Read the lines below. Copy out any that hold the string "another".

Material for the task -
☆ ☆ ☆ ☆
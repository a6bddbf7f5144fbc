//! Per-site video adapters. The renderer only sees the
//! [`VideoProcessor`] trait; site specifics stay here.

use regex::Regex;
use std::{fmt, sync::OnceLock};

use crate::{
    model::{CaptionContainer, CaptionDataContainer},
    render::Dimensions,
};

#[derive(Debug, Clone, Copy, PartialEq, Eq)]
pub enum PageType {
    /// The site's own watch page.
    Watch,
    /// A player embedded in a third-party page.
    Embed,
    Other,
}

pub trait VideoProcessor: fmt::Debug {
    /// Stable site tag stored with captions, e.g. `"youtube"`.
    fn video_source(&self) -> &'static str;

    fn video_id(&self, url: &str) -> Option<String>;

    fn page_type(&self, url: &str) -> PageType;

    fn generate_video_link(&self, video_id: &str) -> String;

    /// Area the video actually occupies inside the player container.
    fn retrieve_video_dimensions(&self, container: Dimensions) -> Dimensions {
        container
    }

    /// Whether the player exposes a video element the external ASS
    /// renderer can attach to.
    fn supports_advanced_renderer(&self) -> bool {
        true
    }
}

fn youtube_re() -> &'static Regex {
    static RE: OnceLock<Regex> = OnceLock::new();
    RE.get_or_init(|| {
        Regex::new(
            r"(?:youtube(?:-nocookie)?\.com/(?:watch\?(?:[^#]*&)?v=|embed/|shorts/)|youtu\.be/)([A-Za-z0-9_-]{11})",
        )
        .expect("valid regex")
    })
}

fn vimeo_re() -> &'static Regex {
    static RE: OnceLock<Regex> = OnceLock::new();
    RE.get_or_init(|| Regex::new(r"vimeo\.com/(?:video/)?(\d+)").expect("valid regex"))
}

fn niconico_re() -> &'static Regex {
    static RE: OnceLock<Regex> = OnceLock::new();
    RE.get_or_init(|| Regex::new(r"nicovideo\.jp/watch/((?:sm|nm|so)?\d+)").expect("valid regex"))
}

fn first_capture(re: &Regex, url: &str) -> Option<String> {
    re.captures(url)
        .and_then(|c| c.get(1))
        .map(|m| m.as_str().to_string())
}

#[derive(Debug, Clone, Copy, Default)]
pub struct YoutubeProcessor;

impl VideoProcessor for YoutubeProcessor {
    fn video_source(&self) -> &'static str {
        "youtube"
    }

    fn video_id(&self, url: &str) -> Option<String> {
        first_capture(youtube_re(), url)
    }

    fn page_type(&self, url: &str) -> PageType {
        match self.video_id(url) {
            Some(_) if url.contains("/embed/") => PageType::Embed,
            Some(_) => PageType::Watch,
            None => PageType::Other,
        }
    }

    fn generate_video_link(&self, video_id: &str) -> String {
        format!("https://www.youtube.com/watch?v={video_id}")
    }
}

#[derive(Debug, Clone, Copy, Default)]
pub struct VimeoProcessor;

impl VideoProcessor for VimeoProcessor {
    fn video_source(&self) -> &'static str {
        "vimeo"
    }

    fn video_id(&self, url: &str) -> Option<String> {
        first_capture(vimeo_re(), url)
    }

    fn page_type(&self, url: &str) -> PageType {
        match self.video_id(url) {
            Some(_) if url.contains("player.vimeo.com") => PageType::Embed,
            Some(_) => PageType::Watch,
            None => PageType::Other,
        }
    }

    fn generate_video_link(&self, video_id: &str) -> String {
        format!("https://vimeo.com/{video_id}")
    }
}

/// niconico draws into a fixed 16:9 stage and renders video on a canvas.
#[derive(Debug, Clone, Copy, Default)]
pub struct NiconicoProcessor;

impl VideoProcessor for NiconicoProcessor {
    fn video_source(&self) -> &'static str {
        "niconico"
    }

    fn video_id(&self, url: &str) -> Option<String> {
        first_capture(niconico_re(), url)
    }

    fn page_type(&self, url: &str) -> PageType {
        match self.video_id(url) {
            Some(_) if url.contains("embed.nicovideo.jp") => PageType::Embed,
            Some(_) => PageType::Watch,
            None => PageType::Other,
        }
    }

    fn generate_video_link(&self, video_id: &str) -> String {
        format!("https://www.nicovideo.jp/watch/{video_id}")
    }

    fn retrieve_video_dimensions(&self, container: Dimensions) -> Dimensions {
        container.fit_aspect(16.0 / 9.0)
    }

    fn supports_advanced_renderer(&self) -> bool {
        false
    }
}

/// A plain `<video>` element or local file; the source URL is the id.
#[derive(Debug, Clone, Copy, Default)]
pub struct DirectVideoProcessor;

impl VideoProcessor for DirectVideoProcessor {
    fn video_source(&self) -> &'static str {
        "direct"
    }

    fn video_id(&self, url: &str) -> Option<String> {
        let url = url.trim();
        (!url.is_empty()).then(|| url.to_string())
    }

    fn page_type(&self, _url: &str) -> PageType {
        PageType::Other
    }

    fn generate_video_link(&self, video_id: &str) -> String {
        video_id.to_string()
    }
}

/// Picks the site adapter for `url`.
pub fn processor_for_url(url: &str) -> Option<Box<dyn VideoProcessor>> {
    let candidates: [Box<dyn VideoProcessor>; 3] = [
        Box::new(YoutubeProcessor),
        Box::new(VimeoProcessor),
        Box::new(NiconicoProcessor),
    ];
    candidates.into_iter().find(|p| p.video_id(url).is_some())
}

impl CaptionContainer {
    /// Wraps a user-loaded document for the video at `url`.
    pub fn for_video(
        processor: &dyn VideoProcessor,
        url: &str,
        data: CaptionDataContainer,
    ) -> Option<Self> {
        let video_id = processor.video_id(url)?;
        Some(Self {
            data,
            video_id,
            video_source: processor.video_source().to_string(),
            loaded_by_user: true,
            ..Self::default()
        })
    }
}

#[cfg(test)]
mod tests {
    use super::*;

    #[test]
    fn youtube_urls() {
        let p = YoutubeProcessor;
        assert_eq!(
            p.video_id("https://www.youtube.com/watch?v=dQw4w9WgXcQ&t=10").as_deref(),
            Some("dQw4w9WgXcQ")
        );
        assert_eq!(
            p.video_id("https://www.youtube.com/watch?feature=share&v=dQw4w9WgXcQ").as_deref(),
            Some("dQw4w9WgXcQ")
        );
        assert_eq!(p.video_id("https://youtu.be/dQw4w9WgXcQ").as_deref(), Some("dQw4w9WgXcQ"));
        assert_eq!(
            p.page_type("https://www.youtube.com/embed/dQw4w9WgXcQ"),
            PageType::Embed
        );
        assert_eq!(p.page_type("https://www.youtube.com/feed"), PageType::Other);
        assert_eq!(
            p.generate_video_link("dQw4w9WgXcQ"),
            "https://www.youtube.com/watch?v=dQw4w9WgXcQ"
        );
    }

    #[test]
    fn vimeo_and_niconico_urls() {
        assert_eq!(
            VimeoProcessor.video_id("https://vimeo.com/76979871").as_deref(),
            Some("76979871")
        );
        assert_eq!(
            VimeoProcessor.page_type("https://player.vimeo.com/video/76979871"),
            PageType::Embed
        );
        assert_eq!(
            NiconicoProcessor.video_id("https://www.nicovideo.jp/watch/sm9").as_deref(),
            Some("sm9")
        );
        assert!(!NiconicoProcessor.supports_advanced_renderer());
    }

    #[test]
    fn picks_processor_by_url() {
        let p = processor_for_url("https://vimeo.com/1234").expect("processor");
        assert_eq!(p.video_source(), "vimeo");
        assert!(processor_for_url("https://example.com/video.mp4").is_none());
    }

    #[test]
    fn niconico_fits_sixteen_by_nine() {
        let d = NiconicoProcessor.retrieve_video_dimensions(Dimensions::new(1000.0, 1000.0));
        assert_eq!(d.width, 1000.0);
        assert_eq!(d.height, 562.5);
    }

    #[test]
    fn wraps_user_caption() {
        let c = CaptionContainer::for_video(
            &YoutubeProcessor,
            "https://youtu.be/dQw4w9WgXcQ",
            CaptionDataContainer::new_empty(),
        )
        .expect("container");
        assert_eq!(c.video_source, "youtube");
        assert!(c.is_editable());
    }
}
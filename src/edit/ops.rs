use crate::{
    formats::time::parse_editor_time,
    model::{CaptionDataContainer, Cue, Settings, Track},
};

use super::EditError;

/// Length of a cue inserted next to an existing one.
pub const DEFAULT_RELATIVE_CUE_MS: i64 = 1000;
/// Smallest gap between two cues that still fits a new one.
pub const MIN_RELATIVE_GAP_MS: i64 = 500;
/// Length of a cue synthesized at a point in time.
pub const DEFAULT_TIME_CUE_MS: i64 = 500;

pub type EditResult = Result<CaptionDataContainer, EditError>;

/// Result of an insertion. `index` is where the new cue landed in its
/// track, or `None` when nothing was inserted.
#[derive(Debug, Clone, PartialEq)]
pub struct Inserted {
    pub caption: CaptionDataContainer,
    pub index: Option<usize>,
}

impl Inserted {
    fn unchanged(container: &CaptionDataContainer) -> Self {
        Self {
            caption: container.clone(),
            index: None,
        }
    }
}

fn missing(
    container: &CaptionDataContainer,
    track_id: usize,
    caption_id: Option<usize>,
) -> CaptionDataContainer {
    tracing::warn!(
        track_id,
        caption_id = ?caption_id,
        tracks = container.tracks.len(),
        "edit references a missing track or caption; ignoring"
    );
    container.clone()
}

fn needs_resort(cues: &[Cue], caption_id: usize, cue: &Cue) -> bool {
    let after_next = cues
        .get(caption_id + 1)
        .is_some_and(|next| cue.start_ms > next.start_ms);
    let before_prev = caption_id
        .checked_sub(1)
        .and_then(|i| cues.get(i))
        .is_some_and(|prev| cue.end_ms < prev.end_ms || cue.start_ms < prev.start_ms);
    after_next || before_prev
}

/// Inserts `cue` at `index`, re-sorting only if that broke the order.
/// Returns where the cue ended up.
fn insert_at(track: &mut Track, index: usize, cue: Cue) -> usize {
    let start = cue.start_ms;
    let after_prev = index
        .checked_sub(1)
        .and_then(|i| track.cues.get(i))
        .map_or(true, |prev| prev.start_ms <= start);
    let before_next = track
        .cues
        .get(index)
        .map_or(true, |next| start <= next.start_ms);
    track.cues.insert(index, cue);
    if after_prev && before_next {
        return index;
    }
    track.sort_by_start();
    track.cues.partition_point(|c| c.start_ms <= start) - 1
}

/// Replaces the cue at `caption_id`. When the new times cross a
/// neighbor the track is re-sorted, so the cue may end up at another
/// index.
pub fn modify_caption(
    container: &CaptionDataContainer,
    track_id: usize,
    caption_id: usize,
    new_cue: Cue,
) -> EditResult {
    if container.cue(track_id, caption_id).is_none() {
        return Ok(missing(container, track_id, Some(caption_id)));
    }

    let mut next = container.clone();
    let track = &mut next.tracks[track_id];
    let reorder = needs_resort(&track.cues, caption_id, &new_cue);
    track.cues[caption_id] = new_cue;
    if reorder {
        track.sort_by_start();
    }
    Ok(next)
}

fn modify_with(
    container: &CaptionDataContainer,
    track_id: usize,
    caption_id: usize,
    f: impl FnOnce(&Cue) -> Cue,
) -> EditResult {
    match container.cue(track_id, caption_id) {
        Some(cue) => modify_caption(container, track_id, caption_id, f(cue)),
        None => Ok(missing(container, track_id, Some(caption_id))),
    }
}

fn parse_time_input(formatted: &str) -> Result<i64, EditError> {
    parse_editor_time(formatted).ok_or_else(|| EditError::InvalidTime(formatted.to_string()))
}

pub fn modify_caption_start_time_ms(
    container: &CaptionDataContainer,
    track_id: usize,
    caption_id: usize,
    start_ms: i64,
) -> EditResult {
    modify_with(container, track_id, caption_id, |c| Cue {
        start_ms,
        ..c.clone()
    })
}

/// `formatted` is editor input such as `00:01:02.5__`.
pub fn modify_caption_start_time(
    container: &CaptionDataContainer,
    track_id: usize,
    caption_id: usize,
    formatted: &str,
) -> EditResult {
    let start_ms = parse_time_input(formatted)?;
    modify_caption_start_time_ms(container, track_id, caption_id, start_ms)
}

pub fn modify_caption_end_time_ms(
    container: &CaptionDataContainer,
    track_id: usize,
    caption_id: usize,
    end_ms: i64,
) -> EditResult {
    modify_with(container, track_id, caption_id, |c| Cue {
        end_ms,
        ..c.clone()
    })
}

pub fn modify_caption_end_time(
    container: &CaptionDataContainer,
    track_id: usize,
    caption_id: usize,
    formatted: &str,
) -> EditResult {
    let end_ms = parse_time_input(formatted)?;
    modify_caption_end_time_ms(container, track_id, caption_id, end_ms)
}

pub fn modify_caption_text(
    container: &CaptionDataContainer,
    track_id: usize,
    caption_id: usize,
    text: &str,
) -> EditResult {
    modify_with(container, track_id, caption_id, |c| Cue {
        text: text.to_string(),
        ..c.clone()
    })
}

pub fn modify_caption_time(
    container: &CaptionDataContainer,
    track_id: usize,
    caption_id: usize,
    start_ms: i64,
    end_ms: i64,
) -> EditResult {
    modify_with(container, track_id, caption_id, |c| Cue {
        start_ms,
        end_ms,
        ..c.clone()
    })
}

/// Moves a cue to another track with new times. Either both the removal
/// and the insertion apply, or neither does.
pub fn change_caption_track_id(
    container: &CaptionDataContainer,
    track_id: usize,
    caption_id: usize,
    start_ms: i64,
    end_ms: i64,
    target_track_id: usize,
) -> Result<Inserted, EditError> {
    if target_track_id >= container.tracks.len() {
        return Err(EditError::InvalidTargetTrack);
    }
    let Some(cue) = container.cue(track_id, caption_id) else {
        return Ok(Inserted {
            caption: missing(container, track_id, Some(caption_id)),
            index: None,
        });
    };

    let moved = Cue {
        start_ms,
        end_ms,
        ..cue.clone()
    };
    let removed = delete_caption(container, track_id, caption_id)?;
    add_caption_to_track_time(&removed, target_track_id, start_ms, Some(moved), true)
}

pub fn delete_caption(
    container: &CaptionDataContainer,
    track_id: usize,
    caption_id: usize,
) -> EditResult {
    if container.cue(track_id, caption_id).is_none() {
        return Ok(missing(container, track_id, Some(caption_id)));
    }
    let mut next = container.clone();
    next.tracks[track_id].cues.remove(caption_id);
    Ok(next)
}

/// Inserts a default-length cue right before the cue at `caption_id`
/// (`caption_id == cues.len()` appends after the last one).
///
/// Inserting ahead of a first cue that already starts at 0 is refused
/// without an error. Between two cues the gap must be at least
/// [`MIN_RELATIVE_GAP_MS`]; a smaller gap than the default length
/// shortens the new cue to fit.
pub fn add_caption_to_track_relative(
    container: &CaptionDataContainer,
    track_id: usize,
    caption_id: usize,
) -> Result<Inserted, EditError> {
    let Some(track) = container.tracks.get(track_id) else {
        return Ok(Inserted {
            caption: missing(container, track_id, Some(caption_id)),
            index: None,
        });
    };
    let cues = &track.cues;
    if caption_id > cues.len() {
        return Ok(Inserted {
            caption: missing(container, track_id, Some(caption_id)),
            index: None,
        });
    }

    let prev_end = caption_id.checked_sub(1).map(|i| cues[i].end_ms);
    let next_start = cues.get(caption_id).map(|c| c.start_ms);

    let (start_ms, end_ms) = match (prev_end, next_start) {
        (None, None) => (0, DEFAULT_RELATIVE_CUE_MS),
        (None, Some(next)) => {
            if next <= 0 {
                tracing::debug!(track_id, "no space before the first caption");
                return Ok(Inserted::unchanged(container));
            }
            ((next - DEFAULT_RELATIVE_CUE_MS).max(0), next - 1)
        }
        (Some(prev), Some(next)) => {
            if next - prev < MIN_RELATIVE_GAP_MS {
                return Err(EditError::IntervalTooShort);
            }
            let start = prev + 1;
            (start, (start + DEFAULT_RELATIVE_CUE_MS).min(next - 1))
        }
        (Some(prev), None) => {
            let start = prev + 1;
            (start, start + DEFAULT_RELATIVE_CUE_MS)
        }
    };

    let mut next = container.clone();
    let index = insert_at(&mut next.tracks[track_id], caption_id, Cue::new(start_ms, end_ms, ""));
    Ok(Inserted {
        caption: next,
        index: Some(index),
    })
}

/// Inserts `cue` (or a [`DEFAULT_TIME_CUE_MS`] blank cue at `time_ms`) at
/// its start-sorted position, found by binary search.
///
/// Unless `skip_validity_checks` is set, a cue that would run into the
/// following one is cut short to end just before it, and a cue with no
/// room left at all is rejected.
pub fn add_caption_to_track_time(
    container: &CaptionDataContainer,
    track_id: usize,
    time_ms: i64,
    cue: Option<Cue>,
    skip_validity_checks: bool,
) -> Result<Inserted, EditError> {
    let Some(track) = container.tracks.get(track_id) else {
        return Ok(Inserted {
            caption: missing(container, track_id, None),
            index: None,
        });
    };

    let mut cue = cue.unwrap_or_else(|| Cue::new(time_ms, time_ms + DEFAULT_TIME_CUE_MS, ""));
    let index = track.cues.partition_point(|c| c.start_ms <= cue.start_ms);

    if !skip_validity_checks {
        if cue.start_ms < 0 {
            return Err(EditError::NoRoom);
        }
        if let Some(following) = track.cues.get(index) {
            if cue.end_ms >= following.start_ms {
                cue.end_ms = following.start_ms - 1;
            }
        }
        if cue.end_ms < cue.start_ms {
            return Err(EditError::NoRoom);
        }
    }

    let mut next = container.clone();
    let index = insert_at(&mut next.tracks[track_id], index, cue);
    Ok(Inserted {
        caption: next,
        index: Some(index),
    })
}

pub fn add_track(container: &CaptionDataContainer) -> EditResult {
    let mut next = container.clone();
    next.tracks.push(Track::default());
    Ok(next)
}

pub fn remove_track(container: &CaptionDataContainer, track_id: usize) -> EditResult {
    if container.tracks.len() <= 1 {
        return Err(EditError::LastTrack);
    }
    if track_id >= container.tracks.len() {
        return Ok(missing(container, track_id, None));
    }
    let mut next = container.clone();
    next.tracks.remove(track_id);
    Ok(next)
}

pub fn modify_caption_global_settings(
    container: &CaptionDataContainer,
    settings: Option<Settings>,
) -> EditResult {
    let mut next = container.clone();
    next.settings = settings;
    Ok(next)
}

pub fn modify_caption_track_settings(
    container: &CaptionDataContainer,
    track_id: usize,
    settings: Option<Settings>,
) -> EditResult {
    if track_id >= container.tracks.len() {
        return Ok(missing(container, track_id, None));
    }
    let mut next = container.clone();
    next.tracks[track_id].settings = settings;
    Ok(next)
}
☆ ☆ ☆ ☆
Task answer -
/// neighbor the track is re-sorted, so the cue may end up at another
/// Moves a cue to another track with new times. Either both the removal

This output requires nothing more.